Supplied material START

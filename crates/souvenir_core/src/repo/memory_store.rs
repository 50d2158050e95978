//! In-memory catalog store.
//!
//! Holds the encoded snapshot bytes instead of live values, so every `load`
//! hands out an independent snapshot exactly like the file-backed store.

use super::catalog_store::{decode_snapshot, encode_snapshot, CatalogStore, StoreResult};
use crate::model::catalog::Catalog;
use std::cell::{Cell, RefCell};

/// Non-durable catalog store for tests and embedded callers.
#[derive(Debug, Default)]
pub struct InMemoryCatalogStore {
    snapshot: RefCell<Vec<u8>>,
    save_count: Cell<usize>,
}

impl InMemoryCatalogStore {
    pub fn new() -> Self {
        Self::default()
    }

    /// Seeds the store with raw snapshot bytes, bypassing encoding.
    pub fn with_raw_snapshot(bytes: impl Into<Vec<u8>>) -> Self {
        Self {
            snapshot: RefCell::new(bytes.into()),
            save_count: Cell::new(0),
        }
    }

    /// Number of successful `save` calls so far.
    pub fn save_count(&self) -> usize {
        self.save_count.get()
    }
}

impl CatalogStore for InMemoryCatalogStore {
    fn try_load(&self) -> StoreResult<Catalog> {
        decode_snapshot(&self.snapshot.borrow())
    }

    fn save(&self, catalog: &Catalog) -> StoreResult<()> {
        let bytes = encode_snapshot(catalog)?;
        *self.snapshot.borrow_mut() = bytes;
        self.save_count.set(self.save_count.get() + 1);
        Ok(())
    }
}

Supplied material END

◆ How to complete this task
Check each line in the records for the word "InMemoryCatalogStore" and say how many have it, with nothing else.

◆ Written response
3